Purpose: Navy SEALs (sea, air, land) are elite special warfare units that conduct unconventional warfare primarily in marine environments. Marksmanship accuracy and sighting time were quantified with 62 male trainees during Navy SEAL Hell Week, which involves the combined stress of sleep loss, operational combat scenarios, and cold-wet environmental conditions. Caffeine was administered to minimize deficits due to sleep deprivation. Methods: Volunteers dry-fired a disabled rifle equipped with a laser-based marksmanship simulator system to measure shooting speed and accuracy.

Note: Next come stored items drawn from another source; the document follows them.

//! Port for child persistence.

use async_trait::async_trait;

use crate::domain::{Child, ChildId, UserId};

use super::define_port_error;

define_port_error! {
    /// Errors raised by child repository adapters.
    pub enum ChildRepositoryError {
        /// Repository connection could not be established.
        Connection => "child repository connection failed: {message}",
        /// Query or mutation failed during execution.
        Query => "child repository query failed: {message}",
    }
}

#[cfg_attr(test, mockall::automock)]
#[async_trait]
pub trait ChildRepository: Send + Sync {
    async fn find_by_id(&self, id: &ChildId) -> Result<Option<Child>, ChildRepositoryError>;

    /// Children whose parentage names `guardian_id`.
    async fn list_by_guardian(&self, guardian_id: &UserId)
    -> Result<Vec<Child>, ChildRepositoryError>;

    /// Insert or replace a child record.
    async fn save(&self, child: &Child) -> Result<(), ChildRepositoryError>;
}
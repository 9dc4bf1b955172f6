//! Institution recommendation adapters.
//!
//! [`RecommendationHttpSource`] calls the external matching service;
//! [`DisabledRecommendationSource`] stands in when no endpoint is configured.

mod disabled;
mod dto;
mod http_source;

pub use disabled::DisabledRecommendationSource;
pub use http_source::RecommendationHttpSource;
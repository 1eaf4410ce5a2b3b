// src/fetch/download.rs

use crate::error::IngestError;
use crate::fetch::urls;
use futures_util::StreamExt;
use reqwest::Client;
use std::path::{Path, PathBuf};
use tempfile::NamedTempFile;
use tokio::io::AsyncWriteExt;
use tracing::{debug, info, instrument};

const REPORT_EVERY: u64 = 64 * 1024 * 1024;

/// A source file ready for decoding: either a local path used in place or a
/// download held in a temporary file that is removed on drop.
#[derive(Debug)]
pub enum Staged {
    Local(PathBuf),
    Downloaded(NamedTempFile),
}

impl Staged {
    pub fn path(&self) -> &Path {
        match self {
            Staged::Local(path) => path,
            Staged::Downloaded(tmp) => tmp.path(),
        }
    }
}

fn unreachable_source<E>(location: &str, err: E) -> IngestError
where
    E: std::error::Error + Send + Sync + 'static,
{
    IngestError::Connectivity {
        target: location.to_string(),
        source: Box::new(err),
    }
}

/// Make `location` available on local disk.
///
/// Remote bodies are streamed chunk by chunk into a temp file, so memory use
/// does not grow with the size of the source.
#[instrument(level = "info", skip(client))]
pub async fn stage(client: &Client, location: &str) -> Result<Staged, IngestError> {
    if !urls::is_remote(location) {
        let path = PathBuf::from(location);
        if !path.is_file() {
            return Err(unreachable_source(
                location,
                std::io::Error::new(std::io::ErrorKind::NotFound, "no such file"),
            ));
        }
        debug!(path = %path.display(), "using local source");
        return Ok(Staged::Local(path));
    }

    let response = client
        .get(location)
        .send()
        .await
        .and_then(|r| r.error_for_status())
        .map_err(|e| unreachable_source(location, e))?;

    let tmp = NamedTempFile::new().map_err(|e| unreachable_source(location, e))?;
    let handle = tmp.reopen().map_err(|e| unreachable_source(location, e))?;
    let mut file = tokio::fs::File::from_std(handle);

    let mut stream = response.bytes_stream();
    let mut downloaded = 0u64;
    let mut next_report = REPORT_EVERY;
    while let Some(chunk) = stream.next().await {
        let chunk = chunk.map_err(|e| unreachable_source(location, e))?;
        file.write_all(&chunk)
            .await
            .map_err(|e| unreachable_source(location, e))?;
        downloaded += chunk.len() as u64;
        if downloaded >= next_report {
            debug!(mib = downloaded / (1024 * 1024), "downloading");
            next_report += REPORT_EVERY;
        }
    }
    file.flush()
        .await
        .map_err(|e| unreachable_source(location, e))?;

    info!(bytes = downloaded, "download complete");
    Ok(Staged::Downloaded(tmp))
}
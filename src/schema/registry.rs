// src/schema/registry.rs

use super::types::{SchemaEntry, SemanticType};
use SemanticType::*;

/// Which dataset a run ingests.
#[derive(Debug, Clone, Copy, PartialEq, Eq, Hash)]
pub enum SourceKind {
    /// Yellow taxi trip records, one file per year/month.
    Trips,
    /// The static taxi zone lookup table.
    Zones,
}

static TRIP_COLUMNS: &[(&str, SemanticType)] = &[
    ("VendorID", NullableInt64),
    ("tpep_pickup_datetime", Timestamp),
    ("tpep_dropoff_datetime", Timestamp),
    ("passenger_count", NullableInt64),
    ("trip_distance", Float64),
    ("RatecodeID", NullableInt64),
    ("store_and_fwd_flag", Utf8Text),
    ("PULocationID", NullableInt64),
    ("DOLocationID", NullableInt64),
    ("payment_type", NullableInt64),
    ("fare_amount", Float64),
    ("extra", Float64),
    ("mta_tax", Float64),
    ("tip_amount", Float64),
    ("tolls_amount", Float64),
    ("improvement_surcharge", Float64),
    ("total_amount", Float64),
    ("congestion_surcharge", Float64),
];

static ZONE_COLUMNS: &[(&str, SemanticType)] = &[
    ("LocationID", NullableInt64),
    ("Borough", Utf8Text),
    ("Zone", Utf8Text),
    ("service_zone", Utf8Text),
];

impl SourceKind {
    fn columns(self) -> &'static [(&'static str, SemanticType)] {
        match self {
            SourceKind::Trips => TRIP_COLUMNS,
            SourceKind::Zones => ZONE_COLUMNS,
        }
    }

    /// Ordered schema entries for this source.
    pub fn entries(self) -> Vec<SchemaEntry> {
        self.columns()
            .iter()
            .map(|&(name, ty)| SchemaEntry::new(name, ty))
            .collect()
    }

    /// Names of the columns parsed as timestamps.
    pub fn timestamp_columns(self) -> Vec<&'static str> {
        self.columns()
            .iter()
            .filter(|(_, ty)| *ty == Timestamp)
            .map(|&(name, _)| name)
            .collect()
    }

    pub fn lookup(self, column: &str) -> Option<SchemaEntry> {
        self.columns()
            .iter()
            .find(|(name, _)| *name == column)
            .map(|&(name, ty)| SchemaEntry::new(name, ty))
    }
}
// src/fetch/mod.rs

pub mod download;
pub mod urls;

pub use download::{stage, Staged};

use flate2::bufread::MultiGzDecoder;
use std::{
    fs::File,
    io::{self, BufRead, BufReader, Read},
    path::Path,
};

const GZIP_MAGIC: [u8; 2] = [0x1f, 0x8b];
const READ_BUFFER: usize = 256 * 1024;

/// Wrap `reader` in a gzip decoder if its first bytes are the gzip magic.
pub fn decompressed<R>(mut reader: R) -> io::Result<Box<dyn Read + Send>>
where
    R: BufRead + Send + 'static,
{
    let gzipped = reader.fill_buf()?.starts_with(&GZIP_MAGIC);
    if gzipped {
        Ok(Box::new(MultiGzDecoder::new(reader)))
    } else {
        Ok(Box::new(reader))
    }
}

/// Open a staged source file for streaming, gunzipping it when needed.
pub fn open_decompressed(path: &Path) -> io::Result<Box<dyn Read + Send>> {
    let file = File::open(path)?;
    decompressed(BufReader::with_capacity(READ_BUFFER, file))
}
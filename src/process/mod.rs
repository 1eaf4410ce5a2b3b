// src/process/mod.rs
pub mod chunk;
pub mod date_parser;
pub mod decode;
pub mod driver;

pub use chunk::{Batch, BatchSource};
pub use decode::{Record, RowDecoder, Value};
pub use driver::{DriverState, Ingestor, Materializer, RunSummary};

use crate::config::IngestConfig;
use crate::error::RunFailure;
use std::io::Read;
use tokio_util::sync::CancellationToken;
use tracing::{info, warn};

/// Decode `source` according to `config` and load it through `sink`,
/// one batch of `config.chunk_size` rows at a time.
///
/// Blocking: every batch pull reads from `source` and every append waits
/// on the destination. Run it on a blocking thread from async code.
#[tracing::instrument(level = "info", skip_all, fields(table = %config.table, kind = ?config.kind))]
pub fn ingest<R, M>(
    source: R,
    config: &IngestConfig,
    sink: &mut M,
    cancel: CancellationToken,
) -> Result<RunSummary, RunFailure>
where
    R: Read,
    M: Materializer,
{
    let decoder = RowDecoder::new(
        source,
        config.kind,
        config.unknown_columns,
        config.decode_policy,
    )
    .map_err(|source| RunFailure {
        table: config.table.clone(),
        batch: 0,
        rows_committed: 0,
        skipped: 0,
        source,
    })?;

    let schema = decoder.schema().clone();
    let mut batches = BatchSource::new(decoder, schema, config.chunk_size);
    let outcome = Ingestor::new(sink, config.mode)
        .with_cancellation(cancel)
        .run(batches.by_ref());
    let skipped = batches.rows().skipped();
    let mut summary = outcome.map_err(|mut failure| {
        failure.skipped = skipped;
        if skipped > 0 {
            warn!(skipped, "rows skipped before the run aborted");
        }
        failure
    })?;
    summary.skipped = skipped;

    info!(
        batches = summary.batches,
        rows = summary.rows,
        skipped = summary.skipped,
        "ingestion complete"
    );
    Ok(summary)
}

The target was a 2.3-cm diameter circle at a distance of 5 m, simulating a 46 cm target at a distance of 50 m. Marksmanship was assessed prior to training, and at 73 and 80 h into Hell Week. Volunteers were randomly assigned to 1 of 4 treatments: 100, 200, or 300 mg of caffeine or a placebo. Dosing occurred 72 h after training commenced. Results: The combined effects of almost 73 h of total sleep deprivation and operational and environmental stress degraded all marksmanship accuracy measures (p < 0.05) as shown by the 37.5% increase in percent of targets missed, 38% increase in distance from center of mass of the target, and the 235% increase in shot group tightness. Sighting time increased by 53% or 3.1 s after 73 h of sleep deprivation (p < 0.05). Sighting time was significantly faster in sleep deprived individuals after taking 200 or 300 mg of caffeine compared with placebo or 100 mg of caffeine. No differences in accuracy measures between caffeine treatment groups were evident at any test period. Conclusion: During periods of sleep deprivation combined with other stressors, the use of 200 or 300 mg of caffeine enabled SEAL trainees to sight the target and pull the trigger faster without compromising shooting accuracy.